# How important is divisi?



## ein fisch (Jun 5, 2018)

hello everyone.

im right now limited to cinematic strings 2 (which i really really love), and wanted to pick up something more complex for a long time. and now i saw LASS is on a sale.

but first, how important is it to have divisi in a virtual orchestra? is it a must-have for realism or overkill?

i kind of put "realism with virtual orchestras" aside, since i dont think any sample library will ever come even close to experienced and emotionally playing live players. what im aiming for, is a good sound to work with. yes, i want to get the most out of it as possible, but im not sure if divisi isnt abit overkill. i mean, if my calculation is right, its around 3 times the effort i have now. and that is alot.

what do you think. am i good with CS2 when not writing classical music that needs to sound 100% like a real orchestra?


cheers
Fisch


----------



## Saxer (Jun 5, 2018)

It depends how you write. If you want four voice high violin legato you need more than two violin legato tracks. It's also possible with CS2 to just open two violin1 and 2 tracks or use sustains instead of legatos.

For me special divisi patches that divides the section in two half when playing two notes (auto divisi) doesn't make a main difference in sample world. Nobody actually counts voices when listening to a mockup. And if I need more than one voice per section I like to have separate tracks and CC curves for each voice. So I never used LASS's auto divisi. Using auto divisi often misleads to play keyboard-like chords in one section (i.e. four voice pads in violas). But I like the flexibility of the A/B/C/FirstChair per section in LASS. When writing divisi it's easy to make separate tracks for each line (without the risk of phasing when playing parts in unison). That's what LASS is really good for.
And CS2 and LASS sound very different. So it might be interesting to have other textures and flexible section sizes.


----------



## Piano Pete (Jun 5, 2018)

If you are going to be writing divisi, even just for harmonic support, they really should be on separate lines/tracks. You do not necessarily need to have a, "Divisi patch" specifically for this. Often, I'll use a legato patch for the main voice and a regular sustain for the inner voice. From there, it is just balancing the volumes so that it doesn't sound like you just doubled the number of players when in reality, you "split" the same amount across your divisi. 

An example would be if I am only using vln1 in unison, my legato patch would be at... let's say [email protected] (an arbitrary number). If I decide to "split" my first violins across two notes, the cc7 in my legato patch would go down to 62 while my sustain would be at around 54. (If it is only for a beat or two, I'll get lazy and just use a single sustain patch with the added note). This amount would need to be adjusted based on the library and its musical context, but you get the idea. The main thing is that you do not want it to sound like you doubled the number of players-- although this is technically what you are doing with samples. In a real situation, musicians would balance with each other, and they can still get pretty loud while playing divisi, but I digress. 

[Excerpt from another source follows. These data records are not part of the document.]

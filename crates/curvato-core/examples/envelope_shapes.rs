//! Envelope shapes demo: curve presets, fade tables, and decay generators.
//!
//! Run with: cargo run -p curvato-core --example envelope_shapes

use curvato_core::{
    CurveEnvelope, DoubleEmaAdEnvelope, Envelope, ExpAdEnvelope, ExpPolyEnvelope,
};

/// Render a value in [0, 1] as a fixed-width bar.
fn bar(value: f32, width: usize) -> String {
    let filled = (value.clamp(0.0, 1.0) * width as f32) as usize;
    let mut s = String::with_capacity(width);
    for i in 0..width {
        s.push(if i < filled { '#' } else { '.' });
    }
    s
}

fn main() {
    let sample_rate = 48000.0_f32;

    // --- CSS-style curve presets ---
    println!("=== Curve Presets ===\n");

    let presets = [
        ("linear", (0.0, 0.0, 1.0, 1.0)),
        ("ease", (0.25, 0.1, 0.25, 1.0)),
        ("ease-in", (0.42, 0.0, 1.0, 1.0)),
        ("ease-out", (0.0, 0.0, 0.58, 1.0)),
        ("ease-in-out", (0.42, 0.0, 0.58, 1.0)),
    ];

    println!(
        "{:<14} {:>6} {:>6} {:>6} {:>6} {:>6}",
        "Preset", "x=0.1", "x=0.3", "x=0.5", "x=0.7", "x=0.9"
    );
    println!("{:-<14} {:->6} {:->6} {:->6} {:->6} {:->6}", "", "", "", "", "", "");

    for (name, (x1, y1, x2, y2)) in &presets {
        let shape = CurveEnvelope::new(*x1, *y1, *x2, *y2).unwrap();
        println!(
            "{:<14} {:>6.3} {:>6.3} {:>6.3} {:>6.3} {:>6.3}",
            name,
            shape.attack(0.1),
            shape.attack(0.3),
            shape.attack(0.5),
            shape.attack(0.7),
            shape.attack(0.9),
        );
    }

    // --- Fade table from a curve ---
    println!("\n=== Sampled Fade (ease-in-out, 17 points) ===\n");

    let fade = CurveEnvelope::new(0.42, 0.0, 0.58, 1.0).unwrap();
    for (i, gain) in fade.sampled_table(17).enumerate() {
        println!("{:>4}  {:>6.3}  {}", i, gain, bar(gain, 40));
    }

    // --- Decay generators ---
    println!("\n=== Decay Generators (10 ms attack, 100 ms decay) ===\n");

    let attack_samples = 0.010 * sample_rate;
    let decay_samples = 0.100 * sample_rate;

    let mut exp_ad = ExpAdEnvelope::new(attack_samples, decay_samples).unwrap();
    let mut double_ema = DoubleEmaAdEnvelope::new(1.0, attack_samples, decay_samples);
    let mut exp_poly = ExpPolyEnvelope::new(sample_rate, 0.010, 20.0).unwrap();

    println!("ExpAd peak at     {:>8.1} samples", exp_ad.peak_samples());
    println!("DoubleEma peak at {:>8} samples", double_ema.peak_samples());

    println!("\n{:>8} {:>8} {:>8} {:>8}", "Sample", "ExpAd", "2xEMA", "ExpPoly");
    println!("{:->8} {:->8} {:->8} {:->8}", "", "", "", "");

    let total = (0.150 * sample_rate) as usize;
    let step = total / 15;
    for i in 0..total {
        let a = exp_ad.advance();
        let b = double_ema.advance();
        let c = exp_poly.advance();
        if i % step == 0 {
            println!("{:>8} {:>8.4} {:>8.4} {:>8.4}", i, a, b, c);
        }
    }

    println!("\nEnvelope shapes demo complete.");
}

There are plenty of ways to fake this in the DAW without using specifically tailored divisi patches. In this example, I only used out of the box sustain and legato patches. You could even use the same patch loaded twice, if you utilize the "transposition trick." (This is where you load two instances of the same patch and transpose one up or down a half-step. Adjust for this in your DAW when you are writing, but this enables you to have two dynamically independent tracks with the same base sample). 

If you are asking if you need to purchase LASS to write divisi etc. My answer is no. I would not purchase LASS purely for that reason. You should be able to do whatever you need with any library. However, if you are looking to stretch your legs and palette, go for it. If the LASS sounds good to you and you like its workflow, then it may be a worthwhile investment.


----------



## Wunderhorn (Jun 10, 2018)

I look at divisi as an essential part of writing for strings. Now, whether you find ways to fake it and not look at the voice counts or you use "proper" divisi patches like in LASS that is up to you to make it work for your needs, either approach may yield satisfying results in the end.
Personally, I use LASS and I would never buy another main string library without distinct divisi sections, but that is just my own feeling about it.


----------



## robgb (Jun 10, 2018)

Start a new track, play the part. Chances are very good that no one will know the number of violins (or whatever) you're using on each track. If it sounds good, it sounds good.


----------



## sostenuto (Jun 10, 2018)

robgb said:


> Start a new track, play the part. Chances are very good that no one will know the number of violins (or whatever) you're using on each track. If it sounds good, it sounds good.



I only have KH_Diamond Symphony Orch as a personal reference, but the various divisi samples are quite apparent. I'm sure that accomplished orchestrators can produce fine results to meet almost any need, but my limited skills make me _hope_ that the KH divisi(s) are credible ???


----------